Utah Court of Appeals
- In office November 1993 – November 2015
- Appointed by: Michael Leavitt

Personal details
- Born: December 16, 1943 Salt Lake City, Utah
- Died: February 27, 2016 (aged 72) Salt Lake City, Utah

= James Z. Davis =

American judge (1943–2016)

James Z. Davis (December 16, 1943 – February 27, 2016) was an American judge on the Utah Court of Appeals.

==Early life and education==

James "Jim" Z. Davis was born in 1943 in Salt Lake City, Utah. He attended college at the University of Utah, graduating with a Bachelor of Science degree in Political Science. He was a member of Phi Beta Kappa. He received his law degree from the University of Utah College of Law in 1968. After graduation he served in the Army military intelligence for two years, ending in 1970. Davis toured as a Combat Intelligence Analyst in Vietnam. Judge Davis retired in November 2015.

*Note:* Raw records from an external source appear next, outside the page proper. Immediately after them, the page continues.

//! Static species tables and numeric tuning for the fishing activity.
//! Everything the behavior treats as "configuration, not structural" lives
//! here so tests and the CLI runner can swap values freely.

use serde::{Deserialize, Serialize};

use crate::types::FishQuality;

pub mod keys {
    pub const FISH_CHUB: &str = "fish_chub";
    pub const FISH_CARP: &str = "fish_carp";
    pub const FISH_PERCH: &str = "fish_perch";
    pub const FISH_BREAM: &str = "fish_bream";
    pub const FISH_PIKE: &str = "fish_pike";
    pub const FISH_SHAD: &str = "fish_shad";

    pub const JUNK_DRIFTWOOD: &str = "junk_driftwood";
    pub const JUNK_SOGGY_NEWSPAPER: &str = "junk_soggy_newspaper";
    pub const JUNK_BROKEN_GLASSES: &str = "junk_broken_glasses";

    pub const COMPANION_WILLOW: &str = "willow";
    pub const COMPANION_MARLIN: &str = "marlin";
}

#[derive(Clone, Copy, Debug, PartialEq, Eq)]
pub struct FishSpecies {
    pub id: &'static str,
    pub name: &'static str,
}

/// Content shipped with the simulation: which fish exist, what counts as
/// junk, and which companions the roster tries to resolve at session setup.
pub struct ContentPack {
    pub species: Vec<FishSpecies>,
    pub junk: Vec<FishSpecies>,
    pub roster: Vec<&'static str>,
}

impl ContentPack {
    pub fn build_default() -> Self {
        Self {
            species: vec![
                FishSpecies { id: keys::FISH_CHUB, name: "Chub" },
                FishSpecies { id: keys::FISH_CARP, name: "Carp" },
                FishSpecies { id: keys::FISH_PERCH, name: "Perch" },
                FishSpecies { id: keys::FISH_BREAM, name: "Bream" },
                FishSpecies { id: keys::FISH_PIKE, name: "Pike" },
                FishSpecies { id: keys::FISH_SHAD, name: "Shad" },
            ],
            junk: vec![
                FishSpecies { id: keys::JUNK_DRIFTWOOD, name: "Driftwood" },
                FishSpecies { id: keys::JUNK_SOGGY_NEWSPAPER, name: "Soggy Newspaper" },
                FishSpecies { id: keys::JUNK_BROKEN_GLASSES, name: "Broken Glasses" },
            ],
            roster: vec![keys::COMPANION_WILLOW, keys::COMPANION_MARLIN],
        }
    }
}

impl Default for ContentPack {
    fn default() -> Self {
        Self::build_default()
    }
}

/// One rung of the skill-keyed quality ladder, evaluated top down:
/// the first rung whose `min_skill` is met and whose chance fires wins.
#[derive(Serialize, Deserialize, Debug, Clone, Copy, PartialEq)]
pub struct QualityTier {
    pub min_skill: u8,
    pub chance: f64,
    pub quality: FishQuality,
}

#[derive(Serialize, Deserialize, Debug, Clone, PartialEq)]
pub struct FishingTuning {
    /// Half-side of the square scan window, in tiles.
    pub scan_radius: i32,
    /// A reward roll succeeds 1 time in this many.
    pub reward_chance_in: u32,
    /// Per-tick chance of giving the activity up once grace has elapsed.
    pub disengage_chance: f64,
    pub grace_on_engage_ms: u32,
    pub grace_per_catch_ms: u32,
    pub reward_indicator_ms: u32,
    /// Manhattan distance beyond which the leader counts as gone.
    pub proximity_tiles: u32,
    /// Chance that a successful roll snags junk instead of a fish.
    pub junk_chance: f64,
    /// Milliseconds of travel per tile while walking to the spot.
    pub travel_interval_ms: u32,
    pub quality_tiers: Vec<QualityTier>,
}

impl Default for FishingTuning {
    fn default() -> Self {
        Self {
            scan_radius: 6,
            reward_chance_in: 4,
            disengage_chance: 0.02,
            grace_on_engage_ms: 1000,
            grace_per_catch_ms: 2000,
            reward_indicator_ms: 3000,
            proximity_tiles: 12,
            junk_chance: 0.15,
            travel_interval_ms: 250,
            quality_tiers: vec![
                QualityTier { min_skill: 8, chance: 0.05, quality: FishQuality::Iridium },
                QualityTier { min_skill: 6, chance: 0.20, quality: FishQuality::Gold },
                QualityTier { min_skill: 2, chance: 0.55, quality: FishQuality::Silver },
            ],
        }
    }
}

impl FishingTuning {
    /// Values the per-tick loop cannot run with. Fatal at load time, in
    /// the same spirit as an unresolvable roster name.
    pub fn validate(&self) -> Result<(), String> {
        if self.reward_chance_in == 0 {
            return Err("reward_chance_in must be at least 1".to_string());
        }
        if self.travel_interval_ms == 0 {
            return Err("travel_interval_ms must be nonzero".to_string());
        }
        if self.scan_radius <= 0 {
            return Err("scan_radius must be positive".to_string());
        }
        Ok(())
    }

    pub fn from_json_str(json: &str) -> serde_json::Result<Self> {
        let tuning: Self = serde_json::from_str(json)?;
        tuning.validate().map_err(serde::de::Error::custom)?;
        Ok(tuning)
    }
}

Davis died February 27, 2016.

== Legal career ==

From 1971 to 1977 Davis was in private practice, practicing in Ogden, Utah. In 1973 he became the Deputy Weber County Attorney and Weber County Police Legal Adviser. In 1977 he joined the Ogden law firm Thatcher, Glasmann, and Davis where he practiced until 1982. Davis then joined the Salt Lake City based firm of Ray, Quinney and Nebeker where he worked as a shareholder and director until his appointment to the bench. As a lawyer, Davis concentrated his practice in Commercial Real Estate, Bankruptcy and Banking.

Davis was elected President of the Utah State Bar in 1991. Judge Davis was appointed to the Utah Court of Appeals in 1993 by Governor Michael O. Leavitt. He served a two-year term as presiding judge in January 1999 and is currently serving as presiding judge.

== Judicial career ==

Judge Davis was certified by the Utah Judicial Council to stand for retention in 2008 and was successfully retained in office by the Utah voters for the third time.

== Selected Cases ==
=== State of Utah v Duhaime 2011 UT App 209 ===

On January 14, 2009, a highway patrolman out looking for drug activity observed a Lincoln Town Car with Texas license plates, driven by Duhaime, traveling eastbound on Interstate 80 in Summit County. The patrolman ran a check on the car's license plate number and discovered that it was a rental car. The patrolman claimed that the rear license plate light was not working. He also observed the driver make what the patrolman claimed to be an illegal lane change. At approximately 11:06 p.m., on the pretext of the foregoing violations, the patrolman pulled the car over. The encounter with Duhaime and his wife (Wife) was recorded by a camera in the patrolman's vehicle.

The patrolman began to question Duhaime about travel plans and concluded that the driver's answers were inconsistent and nervously spoken. After returning to his car the patrolman called another patrolman and ordered him to bring a dog to sniff the car for drugs. Duhaime and his wife were retained at the sight until the dog came. When the dog arrived, it alerted on the trunk of the car, where the officers subsequently found seventy-six one-pound vacuum-sealed bags of marijuana. Duhaime was arrested and charged with possession of a controlled substance with intent to distribute, a third-degree felony.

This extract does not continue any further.